2. Material and Methods

2.1. Subjects

Frozen substantia nigra, parietal cortex, and occipital cortex were obtained from the Biobanc HCB-IDIBAPS, Barcelona (Catalonia, Spain) for 5 controls and 5 PD patients. All subjects gave their informed consent for inclusion before participating in the study. The study was conducted in accordance with the Declaration of Helsinki, and the protocol was approved by the Institutional Review Board from the Biobanc. Their clinical status was confirmed by post-mortem brain analysis. Controls, unlike PD patients, did not present Lewy bodies. However, 4 had other neurological injuries such as vascular encephalopathy and/or AD related pathology; in addition, 3 of them had suffered from vascular dementia. There were 3 men and 2 women in each group. The mean age at the moment of death for the controls was 77.80 ± 6.80 years, whereas for the PD cases, was 81.00 ± 3.81 years. The mean post-mortem delay was 6 h 2 min for the controls and 10 h 14 min for the PD cases.

2.2. DNA Extraction

We followed the Maxwell 16 Mouse Tail DNA Purification Kit (Promega, Madison, WI, USA) instructions to extract DNA from each individual brain region: around 30 mg of tissue were dissected and then introduced into the Maxwell 16 Instrument (Promega, Madison, WI, USA). Finally, the sample was quantified using the Qubit dsDNA BR Assay kit and the Qubit Fluorometer (Life Technologies, Carlsbad, CA, USA). For one of the controls, we could not obtain DNA from substantia nigra, so for this brain region our results are based on the values of 4 individuals in the control group.

2.3. Bisulfite Treatment

We treated the DNA with bisulfite, as in this process unmethylated C converts into U, whereas 5 mC remains unaltered. It is the gold standard technique to analyze DNA methylation levels. We opted for the EZ DNA Methylation-Gold kit (Zymo Research, Irvine, CA, USA) to treat 1 μg of DNA per individual brain region, following the supplier instructions. Finally, it was quantified using NanoDrop 2000 (Thermo Scientific, Waltham, MA, USA), taking into account that bisulfite-treated DNA has an absorption coefficient at 260 nm, resembling that of RNA.

2.4. CpG Island Prediction

We focused on the 5 most extensively studied genes in PD. All of them are responsible for familial forms of Parkinson’s disease: SNCA, PRKN, PINK1, DJ-1, and LRRK2. As their expression is ubiquitous, although with some differences between regions, CpG islands in their promoters should exhibit low methylation levels.
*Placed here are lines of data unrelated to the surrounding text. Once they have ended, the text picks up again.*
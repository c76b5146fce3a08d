//! Log writer configuration.

use binlog_stream::{BufferedOptions, MappedOptions, DEFAULT_CACHE_SIZE};

/// Write strategy used for a log file.
#[derive(Debug, Clone, Copy, PartialEq, Eq)]
pub enum StreamKind {
    /// Page-cache writes through a fixed-size cache.
    Buffered,
    /// Direct writes into a memory map of `capacity` pre-allocated bytes.
    Mapped {
        /// Bytes pre-allocated and mapped when the file is created.
        capacity: u64,
    },
}

/// Configuration for creating a log file.
#[derive(Debug, Clone)]
pub struct Config {
    /// Which stream implementation backs the log.
    pub stream: StreamKind,

    /// Whether to sync on every commit (safer but slower).
    pub sync_on_commit: bool,

    /// Cache size for buffered streams.
    pub cache_size: usize,

    /// Whether to create missing parent directories.
    pub create_dirs: bool,
}

impl Default for Config {
    fn default() -> Self {
        Self {
            stream: StreamKind::Buffered,
            sync_on_commit: true,
            cache_size: DEFAULT_CACHE_SIZE,
            create_dirs: false,
        }
    }
}

impl Config {
    /// Creates a new configuration with default values.
    #[must_use]
    pub fn new() -> Self {
        Self::default()
    }

    /// Selects the buffered strategy.
    #[must_use]
    pub const fn buffered(mut self) -> Self {
        self.stream = StreamKind::Buffered;
        self
    }

    /// Selects the mapped strategy with the given capacity.
    #[must_use]
    pub const fn mapped(mut self, capacity: u64) -> Self {
        self.stream = StreamKind::Mapped { capacity };
        self
    }

    /// Sets whether to sync on every commit.
    #[must_use]
    pub const fn sync_on_commit(mut self, value: bool) -> Self {
        self.sync_on_commit = value;
        self
    }

    /// Sets the buffered cache size.
    #[must_use]
    pub const fn cache_size(mut self, size: usize) -> Self {
        self.cache_size = size;
        self
    }

    /// Sets whether to create missing parent directories.
    #[must_use]
    pub const fn create_dirs(mut self, value: bool) -> Self {
        self.create_dirs = value;
        self
    }

    /// Options for a buffered stream; new log files start empty.
    #[must_use]
    pub fn buffered_options(&self) -> BufferedOptions {
        BufferedOptions::new()
            .cache_size(self.cache_size)
            .truncate_existing(true)
            .create_dirs(self.create_dirs)
    }

    /// Options for a mapped stream of `capacity` bytes.
    #[must_use]
    pub fn mapped_options(&self, capacity: u64) -> MappedOptions {
        MappedOptions::with_capacity(capacity).create_dirs(self.create_dirs)
    }
}
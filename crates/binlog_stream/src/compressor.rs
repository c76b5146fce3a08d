//! Compressor capability consumed by [`CompressedStream`](crate::CompressedStream).

/// Result of a single [`Compressor::compress`] call.
#[derive(Debug, Clone, Copy, PartialEq, Eq, Default)]
pub struct CompressOutcome {
    /// Number of input bytes the compressor could not consume.
    pub unconsumed: usize,
    /// Whether the compressor failed outright.
    pub failed: bool,
}

impl CompressOutcome {
    /// An outcome where every input byte was consumed.
    #[must_use]
    pub const fn complete() -> Self {
        Self {
            unconsumed: 0,
            failed: false,
        }
    }

    /// An outcome where `unconsumed` bytes were left over.
    #[must_use]
    pub const fn partial(unconsumed: usize) -> Self {
        Self {
            unconsumed,
            failed: false,
        }
    }

    /// An outcome reporting failure.
    #[must_use]
    pub const fn failure() -> Self {
        Self {
            unconsumed: 0,
            failed: true,
        }
    }

    /// Returns `true` if the call succeeded and consumed the whole input.
    #[must_use]
    pub const fn is_complete(&self) -> bool {
        !self.failed && self.unconsumed == 0
    }
}

/// A byte compressor.
///
/// The compression format is the implementor's business. A stream only
/// requires that a successful call consumes the entire input range.
pub trait Compressor: Send {
    /// Feeds `input` to the compressor.
    fn compress(&mut self, input: &[u8]) -> CompressOutcome;
}

/// The identity compressor: stores input verbatim.
///
/// Output accumulates in an internal buffer, optionally bounded. When the
/// bound is reached the remaining input is reported as unconsumed.
#[derive(Debug, Clone, Default)]
pub struct NoneCompressor {
    output: Vec<u8>,
    limit: Option<usize>,
}

impl NoneCompressor {
    /// Creates an unbounded compressor.
    #[must_use]
    pub fn new() -> Self {
        Self::default()
    }

    /// Creates a compressor whose output buffer holds at most `limit` bytes.
    #[must_use]
    pub fn with_capacity_limit(limit: usize) -> Self {
        Self {
            output: Vec::new(),
            limit: Some(limit),
        }
    }

    /// Returns the bytes produced so far.
    #[must_use]
    pub fn output(&self) -> &[u8] {
        &self.output
    }

    /// Takes the produced bytes, leaving the buffer empty.
    pub fn take_output(&mut self) -> Vec<u8> {
        std::mem::take(&mut self.output)
    }

    /// Discards the produced bytes.
    pub fn reset(&mut self) {
        self.output.clear();
    }
}

impl Compressor for NoneCompressor {
    fn compress(&mut self, input: &[u8]) -> CompressOutcome {
        let room = match self.limit {
            Some(limit) => limit.saturating_sub(self.output.len()),
            None => input.len(),
        };
        let taken = room.min(input.len());
        self.output.extend_from_slice(&input[..taken]);
        CompressOutcome::partial(input.len() - taken)
    }
}

#[cfg(test)]
mod tests {
    use super::*;

    #[test]
    fn outcome_completeness() {
        assert!(CompressOutcome::complete().is_complete());
        assert!(!CompressOutcome::partial(1).is_complete());
        assert!(!CompressOutcome::failure().is_complete());
    }

    #[test]
    fn none_compressor_stores_input() {
        let mut compressor = NoneCompressor::new();
        assert!(compressor.compress(b"abc").is_complete());
        assert!(compressor.compress(b"def").is_complete());
        assert_eq!(compressor.output(), b"abcdef");

        assert_eq!(compressor.take_output(), b"abcdef");
        assert!(compressor.output().is_empty());
    }

    #[test]
    fn none_compressor_reports_leftover_at_limit() {
        let mut compressor = NoneCompressor::with_capacity_limit(4);
        let outcome = compressor.compress(b"abcdef");
        assert_eq!(outcome, CompressOutcome::partial(2));
        assert_eq!(compressor.output(), b"abcd");

        compressor.reset();
        assert!(compressor.compress(b"wxyz").is_complete());
    }
}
Therefore, gene transcription should not be repressed, thus allowing their expression in all the cells [23,24]. In order to determine the location of the CpG island, for each gene we considered around 3000 bp upstream and 3500 bp downstream from the transcription start site (TSS) to include the promoter and the first exons, where CpG islands are frequently present. We predicted the presence of CpG islands using 5 prediction programs: Softberry (http://www.softberry.com/berry.phtml?topic=cpgfinder&group=programs&subgroup=promoter), CpG cluster (http://bioinfo2.ugr.es/CpGcluster/) [25], Bioinformatics (http://www.bioinformatics.org/sms2/cpg_islands.html) and Emboss (http://www.ebi.ac.uk/Tools/seqstats/emboss_cpgplot/). Furthermore, we annotated the CpG islands predicted at the UCSC genome browser [26]. The CpG cluster is based on the physical distance between neighboring CGs, and not in the search of CpG islands [27] as others are; therefore, it can find shorter CpG islands. Also, we predicted the position of putative promoters for those genes using FirstEF (http://rulai.cshl.edu/tools/FirstEF/) and WWW Promoter Scan (http://www-bimas.cit.nih.gov/molbio/proscan/). As results differed between predictions, we chose for our analysis those areas where all or most of the predictions agreed (Figure S1, Supplementary Material).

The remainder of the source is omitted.